If you take suitable linear combinations of $\psi(2,1,-1)$ and $\psi(2,1,+1)$, and then find the probability densities, you do get the $p_x$ and $p_y$ orbitals.

Ah, I've managed to make linear combinations which give the x and y-direction p orbitals, but I am still confused - does that mean some orbital wave functions aren't energy energy eigenfunctions? How/why would that be true?

 

[DrClaude]

Ah, I've managed to make linear combinations which give the x and y-direction p orbitals, but I am still confused - does that mean some orbital wave functions aren't energy energy eigenfunctions? How/why would that be true?

They are still energy eigenfunctions. However, $p_x$ and $p_y$ are not eigenfunctions of $\hat{L}_z$.

 

[jtbell]

However, ##p_x## and ##p_y## are not eigenfunctions of ##\hat{L}_z##.

...which is of course related to the fact that $\hat L_x$, $\hat L_y$ and $\hat L_z$ do not commute with each other:

http://farside.ph.utexas.edu/teaching/qmech/Quantum/node71.html

 

[tomdodd4598]

They are still energy eigenfunctions. However, $p_x$ and $p_y$ are not eigenfunctions of $\hat{L}_z$.

Right, I understand that, but I've now got more questions - what are those donut-shaped probability densities? Why aren't they valid orbitals? Also, is there a systematic way for me to combine these 'base' wave functions to create the correct electron orbitals?

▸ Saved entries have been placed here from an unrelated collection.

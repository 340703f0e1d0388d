//! Integration endpoints: listing with config status, credential saves,
//! deletion.

use std::collections::HashMap;

use axum::extract::{Path, State};
use axum::response::{IntoResponse, Json};

use envoy_domain::Error;
use envoy_store::model::IntegrationRow;

use crate::api::error_response;
use crate::runtime::integrations;
use crate::state::AppState;

async fn integration_view(state: &AppState, integration: &IntegrationRow) -> serde_json::Value {
    let tools = state
        .store
        .list_tools_for_integration(&integration.id)
        .await
        .unwrap_or_default();

    serde_json::json!({
        "id": integration.id,
        "name": integration.name,
        "description": integration.description,
        "enabled": integration.enabled,
        "config_schema": integration.config_schema,
        "tools": tools,
        "configured": integrations::is_configured(integration),
        "masked_values": integrations::masked_values(integration),
        "created_at": integration.created_at,
        "updated_at": integration.updated_at,
    })
}

/// `GET /api/v1/integrations`
pub async fn list_integrations(State(state): State<AppState>) -> impl IntoResponse {
    let rows = match state.store.list_integrations().await {
        Ok(rows) => rows,
        Err(e) => return error_response(e),
    };

    let mut views = Vec::with_capacity(rows.len());
    for row in &rows {
        views.push(integration_view(&state, row).await);
    }
    Json(views).into_response()
}

/// `POST /api/v1/integrations/:name/config` — body is `{KEY: value, …}`.
/// Persists declared keys and returns the fresh config status.
pub async fn save_config(
    State(state): State<AppState>,
    Path(name): Path<String>,
    Json(values): Json<HashMap<String, String>>,
) -> impl IntoResponse {
    let integration = match state.store.get_integration_by_name(&name).await {
        Ok(Some(i)) => i,
        Ok(None) => return error_response(Error::NotFound("integration".into())),
        Err(e) => return error_response(e),
    };

    if let Err(e) = integrations::save_config(&state, &integration, &values).await {
        return error_response(e);
    }

    Json(serde_json::json!({
        "configured": integrations::is_configured(&integration),
        "masked_values": integrations::masked_values(&integration),
    }))
    .into_response()
}

/// `DELETE /api/v1/integrations/:name` — cascades the integration's tools.
pub async fn delete_integration(
    State(state): State<AppState>,
    Path(name): Path<String>,
) -> impl IntoResponse {
    match state.store.delete_integration_by_name(&name).await {
        Ok(true) => Json(serde_json::json!({ "deleted": name })).into_response(),
        Ok(false) => error_response(Error::NotFound("integration".into())),
        Err(e) => error_response(e),
    }
}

I managed to make an intuitive guess with the other two p orbitals, but is there a general set of linear combinations which give all of the orbitals?

 

[DrClaude]

Right, I understand that, but I've now got more questions - what are those donut-shaped probability densities? Why aren't they valid orbitals?

They are completely valid orbitals. But they are complex functions, which can make them more difficult to work with in certain situations. The $p_x$ and $p_y$ orbitals are completely real functions, and their orientation along the Cartesian coordinates makes them useful to understand things like chemical bonding.

Also, is there a systematic way for me to combine these 'base' wave functions to create the correct electron orbitals? I managed to make an intuitive guess with the other two p orbitals, but is there a general set of linear combinations which give all of the orbitals?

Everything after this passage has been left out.